Revenues for the quarter ended June 30, 2008 declined 14% to $659,045 from $761,935 for the second quarter of 2007. Revenues increased 9% to $1,520,790 for the six months ended June 30, 2008 from $1,395,131 for the same period of 2007. Net loss for the quarter ended June 30, 2008 was $491,238 compared to a net loss of $343,101 for the prior year quarter. Net loss for the six months ended June 30, 2008 improved to $179,831 from a net loss of $954,656 for the same period of 2007.
Commenting on the results for the quarter, Michael R. Long, Chairman and Chief Executive Officer of Payment Data Systems, said, "The primary contributing factor to the recent decline in revenues is the loss of our largest credit card processing merchant in the second quarter of this year. Although this merchant had agreed to renew their processing agreement with us, our sponsoring bank did not approve the renewal so we were unable to continue processing for the merchant. The loss of this customer was mitigated by acquiring twenty-seven new merchant accounts during the second quarter bringing our total number of merchant accounts to 363 at June 30, 2008.

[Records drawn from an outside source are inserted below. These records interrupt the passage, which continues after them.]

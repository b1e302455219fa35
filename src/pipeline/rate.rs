// Ultralytics 🚀 AGPL-3.0 License - https://ultralytics.com/license

/// 倍速控制器
/// Speed multiplier and per-frame display delay
///
/// currentFps = baseFps * speed_steps[index]
/// frameDelayMs = ceil(1000 / currentFps), 至少 1ms
/// 只影响显示节奏, 不改变队列中的帧内容与顺序
use crate::config::validate_speed_steps;
use crate::error::ConfigError;
use std::sync::atomic::{AtomicUsize, Ordering};
use std::time::Duration;
use tracing::debug;

pub const DEFAULT_FPS: f64 = 30.0;
pub const SPEED_STEPS: [f64; 5] = [1.0, 1.25, 1.5, 1.75, 2.0];

#[derive(Debug)]
pub struct RateController {
    base_fps: f64,
    speed_steps: Vec<f64>,
    index: AtomicUsize,
}

impl RateController {
    pub fn new(base_fps: f64, speed_steps: Vec<f64>) -> Result<Self, ConfigError> {
        validate_speed_steps(&speed_steps)?;
        if !(base_fps.is_finite() && base_fps > 0.0) {
            return Err(ConfigError::Invalid(format!("base_fps 无效: {base_fps}")));
        }
        Ok(Self {
            base_fps,
            speed_steps,
            index: AtomicUsize::new(0),
        })
    }

    /// 视频源帧率为 0/NaN/未知时使用默认帧率
    pub fn resolve_base_fps(native: Option<f64>, default_fps: f64) -> f64 {
        match native {
            Some(fps) if fps.is_finite() && fps > 0.0 => fps,
            _ => default_fps,
        }
    }

    pub fn increase_speed(&self) {
        let last = self.speed_steps.len() - 1;
        let _ = self
            .index
            .fetch_update(Ordering::AcqRel, Ordering::Acquire, |i| {
                (i < last).then_some(i + 1)
            });
        debug!("⏩ 倍速: x{:?}", self.multiplier());
    }

    pub fn decrease_speed(&self) {
        let _ = self
            .index
            .fetch_update(Ordering::AcqRel, Ordering::Acquire, |i| i.checked_sub(1));
        debug!("⏪ 倍速: x{:?}", self.multiplier());
    }

    pub fn speed_index(&self) -> usize {
        self.index.load(Ordering::Acquire)
    }

    pub fn speed_steps(&self) -> &[f64] {
        &self.speed_steps
    }

    pub fn base_fps(&self) -> f64 {
        self.base_fps
    }

    pub fn multiplier(&self) -> f64 {
        self.speed_steps[self.speed_index()]
    }

    pub fn current_fps(&self) -> f64 {
        self.base_fps * self.multiplier()
    }

    pub fn current_delay_ms(&self) -> u64 {
        ((1000.0 / self.current_fps()).ceil() as u64).max(1)
    }

    pub fn current_delay(&self) -> Duration {
        Duration::from_millis(self.current_delay_ms())
    }
}

#[cfg(test)]
mod tests {
    use super::*;

    fn controller(base_fps: f64) -> RateController {
        RateController::new(base_fps, SPEED_STEPS.to_vec()).unwrap()
    }

    #[test]
    fn test_default_delay_at_25fps() {
        let rate = controller(25.0);
        assert_eq!(rate.speed_index(), 0);
        assert_eq!(rate.current_delay_ms(), 40);
        assert_eq!(rate.current_delay(), Duration::from_millis(40));
    }

    #[test]
    fn test_increase_saturates_at_ceiling() {
        for k in 0..10 {
            let rate = controller(25.0);
            for _ in 0..k {
                rate.increase_speed();
            }
            assert_eq!(rate.speed_index(), k.min(SPEED_STEPS.len() - 1));
        }
    }

    #[test]
    fn test_decrease_mirrors_increase() {
        let rate = controller(25.0);
        for _ in 0..SPEED_STEPS.len() {
            rate.increase_speed();
        }
        let top = SPEED_STEPS.len() - 1;
        for k in 0..10 {
            if k > 0 {
                rate.decrease_speed();
            }
            assert_eq!(rate.speed_index(), top.saturating_sub(k));
        }
        rate.decrease_speed();
        assert_eq!(rate.speed_index(), 0);
    }

    #[test]
    fn test_delay_non_increasing_with_speed() {
        for base in [1.0, 23.976, 25.0, 30.0, 60.0, 240.0] {
            let rate = controller(base);
            let mut last = rate.current_delay_ms();
            for _ in 0..SPEED_STEPS.len() + 2 {
                rate.increase_speed();
                let delay = rate.current_delay_ms();
                assert!(delay <= last, "base={base}: {delay} > {last}");
                assert!(delay >= 1);
                last = delay;
            }
        }
    }

    #[test]
    fn test_delay_values_at_25fps() {
        let rate = controller(25.0);
        let mut delays = vec![rate.current_delay_ms()];
        for _ in 1..SPEED_STEPS.len() {
            rate.increase_speed();
            delays.push(rate.current_delay_ms());
        }
        // 1000/25=40, 1000/31.25=32, 1000/37.5=26.67, 1000/43.75=22.86, 1000/50=20
        assert_eq!(delays, vec![40, 32, 27, 23, 20]);
        assert_eq!(rate.multiplier(), 2.0);
        assert_eq!(rate.current_fps(), 50.0);
    }

    #[test]
    fn test_delay_at_least_one_ms() {
        let rate = controller(100_000.0);
        assert_eq!(rate.current_delay_ms(), 1);
    }

    #[test]
    fn test_resolve_base_fps() {
        assert_eq!(RateController::resolve_base_fps(Some(25.0), DEFAULT_FPS), 25.0);
        assert_eq!(RateController::resolve_base_fps(Some(0.0), DEFAULT_FPS), 30.0);
        assert_eq!(RateController::resolve_base_fps(Some(f64::NAN), DEFAULT_FPS), 30.0);
        assert_eq!(RateController::resolve_base_fps(None, DEFAULT_FPS), 30.0);
    }

    #[test]
    fn test_rejects_invalid_tables() {
        assert!(RateController::new(25.0, vec![]).is_err());
        assert!(RateController::new(25.0, vec![2.0, 1.0]).is_err());
        assert!(RateController::new(0.0, SPEED_STEPS.to_vec()).is_err());
    }
}
// Ultralytics 🚀 AGPL-3.0 License - https://ultralytics.com/license

//! 流水线配置 - 通过JSON文件调整参数

use crate::error::ConfigError;
use crate::pipeline::rate::{DEFAULT_FPS, SPEED_STEPS};
use serde::{Deserialize, Serialize};
use std::fs;
use std::path::{Path, PathBuf};
use std::time::Duration;
use tracing::{info, warn};

/// 单帧推理失败时的处理策略
#[derive(Clone, Copy, Debug, PartialEq, Eq, Default, Serialize, Deserialize)]
#[serde(rename_all = "snake_case")]
pub enum AnnotationFailurePolicy {
    /// 记录日志, 原始帧不做标注直接下发 (帧数与顺序保持不变)
    #[default]
    PassThrough,
    /// 记录日志, 丢弃该帧
    Skip,
}

/// 流水线参数配置
#[derive(Clone, Debug, PartialEq, Serialize, Deserialize)]
#[serde(default)]
pub struct PipelineConfig {
    // === 队列参数 ===
    pub queue_capacity: usize,          // 两个队列的固定容量
    pub push_retry_ms: u64,             // 队列满时单次等待时长 (读帧/推理线程)
    pub processor_pop_timeout_ms: u64,  // 推理线程取帧超时
    pub display_pop_timeout_ms: u64,    // 显示线程取帧超时 (需小于推理线程,保证按键响应)

    // === 播放控制 ===
    pub idle_key_poll_ms: u64,   // 无帧可显示时的按键轮询时长
    pub pause_poll_ms: u64,      // 暂停状态下的按键轮询时长
    pub default_fps: f64,        // 视频源未报告帧率时使用
    pub speed_steps: Vec<f64>,   // 倍速档位 (严格递增)
    pub window_name: String,

    // === 推理参数 (运行期不可调) ===
    pub confidence_threshold: f32,
    pub iou_threshold: f32,
    pub target_height: u32,
    pub target_width: u32,
    pub annotation_failure: AnnotationFailurePolicy,

    // === 叠加文字 ===
    pub font_path: Option<PathBuf>,
}

impl Default for PipelineConfig {
    fn default() -> Self {
        Self {
            queue_capacity: 30,
            push_retry_ms: 100,
            processor_pop_timeout_ms: 100,
            display_pop_timeout_ms: 10,

            idle_key_poll_ms: 10,
            pause_poll_ms: 100,
            default_fps: DEFAULT_FPS,
            speed_steps: SPEED_STEPS.to_vec(),
            window_name: "YOLO Inference".to_string(),

            confidence_threshold: 0.5,
            iou_threshold: 0.45,
            target_height: 384,
            target_width: 800,
            annotation_failure: AnnotationFailurePolicy::PassThrough,

            font_path: None,
        }
    }
}

impl PipelineConfig {
    /// 从JSON文件加载配置 (文件不存在或解析失败均返回错误)
    pub fn load(path: impl AsRef<Path>) -> Result<Self, ConfigError> {
        let path = path.as_ref();
        let json = fs::read_to_string(path).map_err(|source| ConfigError::Io {
            path: path.to_path_buf(),
            source,
        })?;
        let config: Self = serde_json::from_str(&json)?;
        config.validate()?;
        info!("✅ 配置已从 {} 加载", path.display());
        Ok(config)
    }

    /// 加载配置, 文件缺失时使用默认值; 文件存在但无效时仍然报错
    pub fn load_or_default(path: impl AsRef<Path>) -> Result<Self, ConfigError> {
        let path = path.as_ref();
        if !path.exists() {
            warn!("📝 配置文件 {} 不存在, 使用默认配置", path.display());
            return Ok(Self::default());
        }
        Self::load(path)
    }

    /// 保存配置到JSON文件
    pub fn save(&self, path: impl AsRef<Path>) -> Result<(), ConfigError> {
        let path = path.as_ref();
        let json = serde_json::to_string_pretty(self)?;
        fs::write(path, json).map_err(|source| ConfigError::Io {
            path: path.to_path_buf(),
            source,
        })?;
        info!("💾 配置已保存到 {}", path.display());
        Ok(())
    }

    pub fn validate(&self) -> Result<(), ConfigError> {
        if self.queue_capacity == 0 {
            return Err(ConfigError::Invalid("queue_capacity 必须大于0".into()));
        }
        let intervals = [
            ("push_retry_ms", self.push_retry_ms),
            ("processor_pop_timeout_ms", self.processor_pop_timeout_ms),
            ("display_pop_timeout_ms", self.display_pop_timeout_ms),
            ("idle_key_poll_ms", self.idle_key_poll_ms),
            ("pause_poll_ms", self.pause_poll_ms),
        ];
        for (name, ms) in intervals {
            if ms == 0 {
                return Err(ConfigError::Invalid(format!("{name} 必须大于0")));
            }
        }
        if !(self.default_fps.is_finite() && self.default_fps > 0.0) {
            return Err(ConfigError::Invalid(format!(
                "default_fps 无效: {}",
                self.default_fps
            )));
        }
        validate_speed_steps(&self.speed_steps)?;
        for (name, v) in [
            ("confidence_threshold", self.confidence_threshold),
            ("iou_threshold", self.iou_threshold),
        ] {
            if !(0.0..=1.0).contains(&v) {
                return Err(ConfigError::Invalid(format!("{name} 超出 [0, 1]: {v}")));
            }
        }
        if self.target_height == 0 || self.target_width == 0 {
            return Err(ConfigError::Invalid("推理尺寸必须大于0".into()));
        }
        Ok(())
    }

    pub fn push_retry(&self) -> Duration {
        Duration::from_millis(self.push_retry_ms)
    }

    pub fn processor_pop_timeout(&self) -> Duration {
        Duration::from_millis(self.processor_pop_timeout_ms)
    }

    pub fn display_pop_timeout(&self) -> Duration {
        Duration::from_millis(self.display_pop_timeout_ms)
    }

    pub fn idle_key_poll(&self) -> Duration {
        Duration::from_millis(self.idle_key_poll_ms)
    }

    pub fn pause_poll(&self) -> Duration {
        Duration::from_millis(self.pause_poll_ms)
    }

    /// 打印当前配置
    pub fn log_summary(&self) {
        info!("🎛️  当前流水线配置:");
        info!("  队列容量: {}", self.queue_capacity);
        info!(
            "  超时(ms): 入队重试 {} | 推理取帧 {} | 显示取帧 {}",
            self.push_retry_ms, self.processor_pop_timeout_ms, self.display_pop_timeout_ms
        );
        info!("  倍速档位: {:?}", self.speed_steps);
        info!(
            "  推理: conf={:.2} iou={:.2} 尺寸={}x{} 失败策略={:?}",
            self.confidence_threshold,
            self.iou_threshold,
            self.target_height,
            self.target_width,
            self.annotation_failure
        );
    }
}

/// 倍速档位: 非空, 全部为正, 严格递增
pub fn validate_speed_steps(steps: &[f64]) -> Result<(), ConfigError> {
    if steps.is_empty() {
        return Err(ConfigError::Invalid("speed_steps 不能为空".into()));
    }
    if let Some(bad) = steps.iter().find(|s| !(s.is_finite() && **s > 0.0)) {
        return Err(ConfigError::Invalid(format!("倍速必须为正数: {bad}")));
    }
    if steps.windows(2).any(|w| w[1] <= w[0]) {
        return Err(ConfigError::Invalid(format!(
            "speed_steps 必须严格递增: {steps:?}"
        )));
    }
    Ok(())
}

"On a positive note, the electronic payments industry continues to experience growth overall, as MasterCard and Visa have reported their card transactions are up 14% and 19%, respectively, and many of our customers are experiencing somewhat similar numbers. Our own prepaid card revenues experienced a 242% increase over the first half of last year and we have recently implemented several stored value card programs and more will go live within a few weeks and throughout the remainder of the year. We will soon be announcing the signing and implementation of new card programs that we believe will generate new sales for 2008. We anticipate that our prepaid products will expand into affinity markets in addition to becoming available through new retail distribution channels.
"Our private labeled bill payment products are beginning to show positive traction as well. We will soon announce new bill payment contract signings that should lead to additional revenue generation throughout the remaining months of 2008.

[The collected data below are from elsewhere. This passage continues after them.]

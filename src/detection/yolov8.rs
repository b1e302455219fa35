// Ultralytics 🚀 AGPL-3.0 License - https://ultralytics.com/license
//
// YOLOv8 ONNX 标注器
// 包含: 模型加载、预处理、推理、后处理、绘制

use super::plot::BoxPlotter;
use super::postprocess::{decode, parse_names, preprocess, DecodeParams};
use super::Annotator;
use crate::config::PipelineConfig;
use crate::error::AnnotateError;
use crate::pipeline::Frame;
use ab_glyph::FontArc;
use ndarray::{ArrayView, IxDyn};
use ort::{CUDAExecutionProvider, GraphOptimizationLevel, Session, Tensor, ValueType};
use std::path::{Path, PathBuf};
use std::time::Instant;
use tracing::{debug, info, warn};

pub struct YoloV8Annotator {
    session: Session,
    input_name: String,
    output_name: String,
    height: u32,
    width: u32,
    conf: f32,
    iou: f32,
    plotter: BoxPlotter,
    path: PathBuf,
}

impl YoloV8Annotator {
    /// 加载模型, 失败时返回 ModelNotFound / Load
    pub fn load(
        path: impl AsRef<Path>,
        config: &PipelineConfig,
        font: Option<FontArc>,
    ) -> Result<Self, AnnotateError> {
        let path = path.as_ref().to_path_buf();
        if !path.is_file() {
            return Err(AnnotateError::ModelNotFound(path));
        }
        let load_err = |e: ort::Error| AnnotateError::Load {
            path: path.clone(),
            reason: e.to_string(),
        };

        let t = Instant::now();
        let session = Session::builder()
            .and_then(|b| b.with_optimization_level(GraphOptimizationLevel::Level3))
            .and_then(|b| b.with_execution_providers([CUDAExecutionProvider::default().build()]))
            .and_then(|b| b.commit_from_file(&path))
            .map_err(load_err)?;

        let (Some(input), Some(output)) = (session.inputs.first(), session.outputs.first()) else {
            return Err(AnnotateError::Load {
                path,
                reason: "模型缺少输入或输出".to_string(),
            });
        };
        let input_name = input.name.clone();
        let output_name = output.name.clone();

        // 固定尺寸的模型以模型为准, 动态尺寸使用配置
        let (height, width) = match &input.input_type {
            ValueType::Tensor { dimensions, .. }
                if dimensions.len() == 4 && dimensions[2] > 0 && dimensions[3] > 0 =>
            {
                let fixed = (dimensions[2] as u32, dimensions[3] as u32);
                if fixed != (config.target_height, config.target_width) {
                    warn!(
                        "⚠️  模型输入尺寸固定为 {}x{}, 忽略配置 {}x{}",
                        fixed.0, fixed.1, config.target_height, config.target_width
                    );
                }
                fixed
            }
            _ => (config.target_height, config.target_width),
        };

        let names = session
            .metadata()
            .and_then(|m| m.custom("names"))
            .ok()
            .flatten()
            .map(|s| parse_names(&s))
            .unwrap_or_default();
        if names.is_empty() {
            warn!("⚠️  模型元数据中没有类别名, 使用类别序号");
        }

        info!(
            "✅ 模型加载完成: {} ({}类, 输入{}x{}, 耗时{:.1}s)",
            path.display(),
            names.len(),
            height,
            width,
            t.elapsed().as_secs_f64()
        );

        Ok(Self {
            session,
            input_name,
            output_name,
            height,
            width,
            conf: config.confidence_threshold,
            iou: config.iou_threshold,
            plotter: BoxPlotter::new(font, names),
            path,
        })
    }

    pub fn path(&self) -> &Path {
        &self.path
    }
}

impl Annotator for YoloV8Annotator {
    fn annotate(&mut self, frame: &Frame) -> Result<Frame, AnnotateError> {
        let infer_err = |e: ort::Error| AnnotateError::Inference(e.to_string());

        let t_pre = Instant::now();
        let (xs, ratio) = preprocess(&frame.image, self.height, self.width);
        let shape = [1usize, 3, self.height as usize, self.width as usize];
        let (data, _) = xs.into_raw_vec_and_offset();
        let input = Tensor::from_array((shape, data)).map_err(infer_err)?;
        let pre = t_pre.elapsed();

        let t_run = Instant::now();
        let outputs = self
            .session
            .run(ort::inputs![self.input_name.as_str() => input].map_err(infer_err)?)
            .map_err(infer_err)?;
        let (dims, values) = outputs[self.output_name.as_str()]
            .try_extract_raw_tensor::<f32>()
            .map_err(infer_err)?;
        let run = t_run.elapsed();

        let t_post = Instant::now();
        let dims: Vec<usize> = dims.iter().map(|d| (*d).max(0) as usize).collect();
        let view = ArrayView::from_shape(IxDyn(&dims), values)
            .map_err(|e| AnnotateError::InvalidOutput(e.to_string()))?;
        let boxes = decode(
            view,
            &DecodeParams {
                confidence_threshold: self.conf,
                iou_threshold: self.iou,
                ratio,
                width_original: frame.width() as f32,
                height_original: frame.height() as f32,
            },
        )?;

        let mut image = frame.image.clone();
        self.plotter.draw(&mut image, &boxes);
        debug!(
            "[帧{}] 检测{}个 | 预处理{:?} 推理{:?} 后处理{:?}",
            frame.index,
            boxes.len(),
            pre,
            run,
            t_post.elapsed()
        );
        Ok(frame.with_image(image))
    }
}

"Our prepaid and bill pay product sets will be processed through the technology platforms of FiCentive, Inc. and Zbill, Inc., respectively, and the accumulative impact of their growth should be reflected in the fourth quarter of this year and beyond. The much anticipated branding of FiCentive, our card issuing subsidiary, is near completion and should be rolled out in August. Zbill's new branding will follow sometime during the third quarter.

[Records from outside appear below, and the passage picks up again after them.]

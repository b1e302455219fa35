// Ultralytics 🚀 AGPL-3.0 License - https://ultralytics.com/license

/// 无窗口显示端: 不渲染, 按显示节奏等待并统计帧率
use super::{DisplaySink, KeyEvent};
use crate::pipeline::Frame;
use std::thread;
use std::time::{Duration, Instant};
use tracing::{debug, info};

pub struct HeadlessSink {
    shown: u64,
    count: u64,
    last: Instant,
    closed: bool,
}

impl HeadlessSink {
    pub fn new() -> Self {
        Self {
            shown: 0,
            count: 0,
            last: Instant::now(),
            closed: false,
        }
    }

    pub fn frames_shown(&self) -> u64 {
        self.shown
    }
}

impl Default for HeadlessSink {
    fn default() -> Self {
        Self::new()
    }
}

impl DisplaySink for HeadlessSink {
    fn show(&mut self, window_name: &str, frame: &Frame) {
        self.shown += 1;
        self.count += 1;
        if self.last.elapsed().as_secs_f64() >= 1.0 {
            debug!(
                "🖼️  [{}] 帧{} {}x{} | {:.1}fps",
                window_name,
                frame.index,
                frame.width(),
                frame.height(),
                self.count as f64 / self.last.elapsed().as_secs_f64()
            );
            self.last = Instant::now();
            self.count = 0;
        }
    }

    fn poll_key(&mut self, timeout: Duration) -> Option<KeyEvent> {
        thread::sleep(timeout);
        None
    }

    fn close_all(&mut self) {
        if !self.closed {
            self.closed = true;
            info!("🪟 无窗口模式结束: 共显示{}帧", self.shown);
        }
    }
}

"We are very excited about the prepaid card and bill pay programs as customers are seeing real value and the strategic importance to their business development. We believe these programs provide us our best opportunity for growth. We will continue to aggressively pursue the merchant marketplace as well. New proprietary programs are being developed that will help our customers realize cost savings as we deliver solutions that enhance and streamline their credit card programs and distinguish us in the marketplace.
"Our portfolio acquisition strategy is beginning to gain real strength as we have engaged a firm that is experienced and well connected in the payments space. We are truly excited and positive that fund raising for acquisitions as well as the corporate expansion of PDS should move forward rather swiftly. It is our plan to complete at least one acquisition before the end of this year."
For further information regarding our financial results for the second quarter of 2008, please read our Quarterly Report on Form 10-Q for the quarter ended June 30, 2008, which was filed today.